The report recommends deploying new technologies to help understand how plants grow and thrive, including modeling and simulation tools to visualize growth and development at the cellular and molecular levels. The goal, the report says, is a more efficient approach to developing plant varieties that can be grown sustainably under diverse local conditions. Developing these new tools will make possible new methods and techniques to address problems in health, energy, and environment as well as traditional agriculture.

We take precisely this approach at the U.S. Department of Agriculture. We are committed to combating world hunger by developing new crop varieties that can grow and thrive under environmental stress. We will employ every means in the science toolkit to this end; we cannot afford to ignore any scientific field that promises breakthroughs toward global food security. We know that this research will yield collateral health, energy, and environmental benefits. The advances will help American farmers remain competitive in the global agricultural marketplace, even as we reduce the toll from starvation and malnutrition in other countries.

Today’s challenges require more than new ideas and new tools. A new approach to how research is funded and managed, and its successes measured is required.
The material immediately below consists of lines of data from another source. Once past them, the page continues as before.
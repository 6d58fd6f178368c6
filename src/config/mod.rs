//! Configuration management subsystem.
//!
//! # Data Flow
//! ```text
//! config file (TOML)
//!     → loader.rs (parse & deserialize)
//!     → validation.rs (semantic checks)
//!     → GuardConfig (validated, immutable)
//!
//! Secret resolution (at server construction):
//!     API_GATEWAY_SECRET env var, else file value
//!     → SecretState (Disabled / Enforced / Unresolvable)
//! ```
//!
//! # Design Decisions
//! - Config is immutable once loaded
//! - All fields have defaults to allow minimal configs
//! - Validation separates syntactic (serde) from semantic checks
//! - Unresolvable secrets fail closed at the gate, not at startup

pub mod loader;
pub mod schema;
pub mod validation;

pub use loader::{load_config, resolve_secret, ConfigError, SECRET_ENV_VAR};
pub use schema::{GateConfig, GuardConfig, ListenerConfig, UpstreamConfig};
For USDA, that new approach is represented by the National Institute of Food and Agriculture (NIFA), launched by Secretary of Agriculture Tom Vilsack in late 2009.

In setting up NIFA, USDA turned to colleagues in other U.S. government scientific agencies to identify “best practices” for managing federal grants. Among the lessons we learned and will implement:

--Great transparency and accountability, will inform our grantmaking.
--We shall resolve many problems into a limited and discrete set of issues and tackle their root causes.
--Instead of trying to grow as many narrow, single-issue or single-focus research programs as we can, we shall identify and recruit the best minds — wherever they are — and make sure we retain their services and reward their work.

Now is the time carefully to assess and agree on broad but discrete challenges. By identifying these skillfully and deploying resources effectively, we can help solve large and previously intractable societal problems — climate change, food safety, child nutrition and obesity, food security at home and abroad, abundant and renewable energy — and hold the promise of doing so while preserving and improving our environment, and generating wealth in rural America and the world.

Norman Borlaug applied agricultural science and technology to the challenging issues of his day NIFA aims to honor his legacy by securing equally transformative change. Working with partners in the United States and other nations, we can build on recent scientific discoveries — incredible advances in sequencing plant and animal genomes, for example. We have new and powerful tools — biotechnology, nanotechnology, and large-scale computer simulations — applicable to all types of agriculture. Agriculture is a science and must draw widely from many disciplines and many technologies, but our science portfolio needs to be tightly focused, to leverage other resources, and to prioritize its efforts. With this approach, we can match Norman Borlaug’s remarkable record of improving the health and well-being of our global society.